Latest revision as of 19:35, 9 February 2016

Nick Elder

Group 2 intestines


Clustering:

  • Grouping genes, samples, etc.
    • may present the order in a way that does not reflect how would would expect/want it to
  • Can be used to pull out patterns and make predictions
  • Induction can look much more dramatic than repression
  • Changing the y-axis to a logarithmic scale reveals much more drastic changes in repression
    • Similar relationships could be caused by direct interaction or co-regulation
    • Strong negative correlation could be as interesting as positive correlation
      • Computers are more likely to group positive correlations
  • Gene Expression Profiles (Guilt by Association)
    • comparing genes or expression levels in samples over time
    • Correlation, Euclidean distance, Hamming Distance, etc....
    • Correlation is very sensitive to outliers; also, very small changes, possibly due to noise, can be interpreted as correlation with more drastic changes
  • Linkage Methods
    • Can take the nucleus/average of a cluster and compare that to a desired single gene
    • Can average all the distances between all points
    • Can compare the gene of interest to all the rest of the genes individually
  • Hierarchical clustering
    • Joins two most similar genes
    • Join next two most similar "objects" (genes or clusters of genes)
    • Repeat until all genes have been joined
    • Once clustered, two genes can, under no circumstances, under penalty of death, in no way possible on heaven or earth, be split apart
    • No gene left behind. Everyone has to be in the cluster; starts at +1 correlation and end at -1 correlation
      • Genes that are most distant in the cluster (opposite correlation) could be co-regulated together
    • Cutting the tree
      • Draw a line to separate the clusters
        • Decision to cut the line is completely arbitrary
  • K-means Clustering
    • Specify how many clusters to form - just break into groups, not breaking the tree
    • Randomly assign each gene to one of K different clusters
    • Average expression of all genes in each cluster to create K pseudo genes
    • Rearrange genes by assigning each other to the cluster represented by the pseudo gene to which it is most similar
    • Repeat until convergence
  • Supervised Clustering
    • Find genes in expression file whose patterns are highly similar to a desired gene or pattern
    • Add closest gene first
    • Then add gene that is closest to all genes already in cluster
    • Repeat, as long as added gene is within specified distance to genes already in the cluster
    • Distance from one gene to a set of genes defined to be maximum (or minimum or average) of all distances to individual members of the set (complete, single, and average linkage, respectively)
    • Dr.
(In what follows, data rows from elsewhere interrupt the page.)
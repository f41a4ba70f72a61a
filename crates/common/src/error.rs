//! Error types shared across the InfraSim QMP/QGA tooling

use thiserror::Error;

/// Result type alias using InfraSim's common `Error`
pub type Result<T> = std::result::Result<T, Error>;

/// Errors shared by the CLI front end and other collaborators of
/// `qmpmux`. The client's own error taxonomy lives in
/// `qmpmux::error::Error`; this enum only covers configuration and
/// path resolution concerns outside the client.
#[derive(Error, Debug)]
pub enum Error {
    #[error("IO error: {0}")]
    Io(#[from] std::io::Error),

    #[error("Serialization error: {0}")]
    Serialization(#[from] serde_json::Error),

    #[error("Invalid configuration: {0}")]
    InvalidConfig(String),

    #[error("Internal error: {0}")]
    Internal(String),
}
//! Stale upload detection.
//!
//! An upload whose inline state stops advancing (the writer navigated
//! away, the process died mid-transfer) leaves the document stuck showing
//! a progress bar forever. The watchdog surfaces that condition so the
//! surrounding application can offer a manual clear. It is strictly
//! advisory: nothing here mutates state or cancels work.

use std::time::Duration;

use chrono::{DateTime, Utc};
use tokio::sync::{mpsc, watch};

use assetflow_core::models::UploadState;
use assetflow_core::UploadConfig;

/// Flags uploads that have gone quiet past a threshold.
#[derive(Clone, Debug)]
pub struct StaleUploadWatchdog {
    threshold_ms: i64,
}

impl StaleUploadWatchdog {
    pub fn new(threshold_ms: i64) -> Self {
        Self { threshold_ms }
    }

    pub fn from_config(config: &UploadConfig) -> Self {
        Self::new(config.stale_upload_ms)
    }

    /// Whether the persisted state's last update is older than the
    /// threshold.
    pub fn is_stale(&self, state: &UploadState, now: DateTime<Utc>) -> bool {
        state.is_stale_after(now, self.threshold_ms)
    }

    /// Watch a live activity signal.
    ///
    /// Each `()` on `activity` marks progress and resets the timer; once
    /// the threshold elapses with no activity the returned receiver flips
    /// to `true`. Later activity flips it back. The watch task ends when
    /// the activity channel closes.
    pub fn observe(&self, mut activity: mpsc::Receiver<()>) -> watch::Receiver<bool> {
        let (tx, rx) = watch::channel(false);
        let threshold = Duration::from_millis(self.threshold_ms.max(0) as u64);

        tokio::spawn(async move {
            loop {
                tokio::select! {
                    message = activity.recv() => match message {
                        Some(()) => {
                            if *tx.borrow() {
                                let _ = tx.send(false);
                            }
                        }
                        None => break,
                    },
                    _ = tokio::time::sleep(threshold) => {
                        if !*tx.borrow() {
                            let _ = tx.send(true);
                        }
                    }
                }
            }
        });
        rx
    }
}
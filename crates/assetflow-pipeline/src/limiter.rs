//! Generic bounded-concurrency gate.
//!
//! Wraps arbitrary async work so that at most N executions are active
//! across all call sites sharing one instance. Excess calls queue in FIFO
//! order and are released strictly in arrival order as slots free up.
//! Queued-but-not-yet-started calls hold no resources: cancelling one
//! (dropping its future) removes it from the queue without ever starting
//! it, and cancelling an active call frees its slot immediately.
//!
//! This primitive knows nothing about uploads.

use std::sync::Arc;

use tokio::sync::{OwnedSemaphorePermit, Semaphore};

/// FIFO bounded-concurrency gate. Cheap to clone; clones share the limit.
#[derive(Clone, Debug)]
pub struct ConcurrencyLimiter {
    semaphore: Arc<Semaphore>,
    limit: usize,
}

/// A held concurrency slot. The slot frees when this is dropped.
#[derive(Debug)]
pub struct Slot {
    _permit: OwnedSemaphorePermit,
}

impl ConcurrencyLimiter {
    pub fn new(limit: usize) -> Self {
        assert!(limit > 0, "concurrency limit must be at least 1");
        Self {
            semaphore: Arc::new(Semaphore::new(limit)),
            limit,
        }
    }

    pub fn limit(&self) -> usize {
        self.limit
    }

    /// Slots currently free.
    pub fn available(&self) -> usize {
        self.semaphore.available_permits()
    }

    /// Wait for a slot, then run `work` to completion while holding it.
    ///
    /// The active window starts when `work` begins executing and ends when
    /// it completes or errors; dropping the returned future while queued
    /// never starts `work`.
    pub async fn run<F, T>(&self, work: F) -> T
    where
        F: std::future::Future<Output = T>,
    {
        let _slot = self.acquire().await;
        work.await
    }

    /// Acquire a slot whose lifetime the caller manages, for work that
    /// spans a spawned task rather than a single future.
    pub async fn acquire(&self) -> Slot {
        // The semaphore never closes, so acquisition only fails after a
        // close; treat that as a bug.
        let permit = self
            .semaphore
            .clone()
            .acquire_owned()
            .await
            .expect("limiter semaphore closed");
        Slot { _permit: permit }
    }
}

#[cfg(test)]
mod tests {
    use super::*;
    use std::sync::atomic::{AtomicUsize, Ordering};
    use std::time::Duration;
    use tokio::time::Instant;

    #[tokio::test]
    async fn test_never_exceeds_limit() {
        let limiter = ConcurrencyLimiter::new(3);
        let active = Arc::new(AtomicUsize::new(0));
        let peak = Arc::new(AtomicUsize::new(0));

        let mut handles = Vec::new();
        for _ in 0..10 {
            let limiter = limiter.clone();
            let active = active.clone();
            let peak = peak.clone();
            handles.push(tokio::spawn(async move {
                limiter
                    .run(async {
                        let now = active.fetch_add(1, Ordering::SeqCst) + 1;
                        peak.fetch_max(now, Ordering::SeqCst);
                        tokio::time::sleep(Duration::from_millis(10)).await;
                        active.fetch_sub(1, Ordering::SeqCst);
                    })
                    .await;
            }));
        }
        for handle in handles {
            handle.await.unwrap();
        }

        assert!(peak.load(Ordering::SeqCst) <= 3);
        assert_eq!(active.load(Ordering::SeqCst), 0);
        assert_eq!(limiter.available(), 3);
    }

    #[tokio::test(start_paused = true)]
    async fn test_five_equal_calls_through_limit_two_complete_in_waves() {
        let limiter = ConcurrencyLimiter::new(2);
        let origin = Instant::now();
        let starts = Arc::new(tokio::sync::Mutex::new(Vec::new()));

        let mut handles = Vec::new();
        for _ in 0..5 {
            let limiter = limiter.clone();
            let starts = starts.clone();
            handles.push(tokio::spawn(async move {
                limiter
                    .run(async {
                        starts.lock().await.push(origin.elapsed().as_millis() as u64);
                        tokio::time::sleep(Duration::from_millis(100)).await;
                    })
                    .await;
            }));
        }
        for handle in handles {
            handle.await.unwrap();
        }

        // Waves of 2, 2, 1
        let starts = starts.lock().await;
        assert_eq!(starts.len(), 5);
        assert_eq!(&starts[..2], &[0, 0]);
        assert_eq!(&starts[2..4], &[100, 100]);
        assert_eq!(starts[4], 200);
    }

    #[tokio::test]
    async fn test_fifo_release_order() {
        let limiter = ConcurrencyLimiter::new(1);
        let order = Arc::new(tokio::sync::Mutex::new(Vec::new()));

        // Hold the only slot so the rest queue in a known order.
        let gate = limiter.acquire().await;

        let mut handles = Vec::new();
        for i in 0..4 {
            let limiter = limiter.clone();
            let order = order.clone();
            handles.push(tokio::spawn(async move {
                limiter
                    .run(async {
                        order.lock().await.push(i);
                    })
                    .await;
            }));
            // Make queue arrival order deterministic.
            tokio::task::yield_now().await;
        }

        drop(gate);
        for handle in handles {
            handle.await.unwrap();
        }

        assert_eq!(*order.lock().await, vec![0, 1, 2, 3]);
    }

    #[tokio::test]
    async fn test_cancelled_queued_call_never_starts() {
        let limiter = ConcurrencyLimiter::new(1);
        let started = Arc::new(AtomicUsize::new(0));

        let gate = limiter.acquire().await;

        let queued = {
            let limiter = limiter.clone();
            let started = started.clone();
            tokio::spawn(async move {
                limiter
                    .run(async {
                        started.fetch_add(1, Ordering::SeqCst);
                    })
                    .await;
            })
        };
        tokio::task::yield_now().await;
        queued.abort();
        let _ = queued.await;

        drop(gate);
        // A later call still gets the slot.
        limiter.run(async {}).await;

        assert_eq!(started.load(Ordering::SeqCst), 0);
        assert_eq!(limiter.available(), 1);
    }

    #[tokio::test]
    async fn test_cancelling_active_call_frees_slot() {
        let limiter = ConcurrencyLimiter::new(1);

        let active = {
            let limiter = limiter.clone();
            tokio::spawn(async move {
                limiter
                    .run(async {
                        tokio::time::sleep(Duration::from_secs(3600)).await;
                    })
                    .await;
            })
        };
        tokio::task::yield_now().await;
        assert_eq!(limiter.available(), 0);

        active.abort();
        let _ = active.await;

        // Slot is free again for the next caller.
        limiter.run(async {}).await;
        assert_eq!(limiter.available(), 1);
    }
}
C says that it might be really nice to cluster genes that move with a transcription factor, since a little induction in the transcription factor can have major effects on other gene expression
  • Quality Clustering: QT Clust
    • Each gene builds a supervised cluster
    • Gene with "best" list, and genes in its list, becomes the next cluster
    • Remove these genes from consideration, and repeat
    • Stop when all genes are clustered, or largest cluster is smaller than user specified threshold
    • Make 'cliques', find the largest, separate that group, remove all members from that group from all other groups, and make the next largest group from the existing members.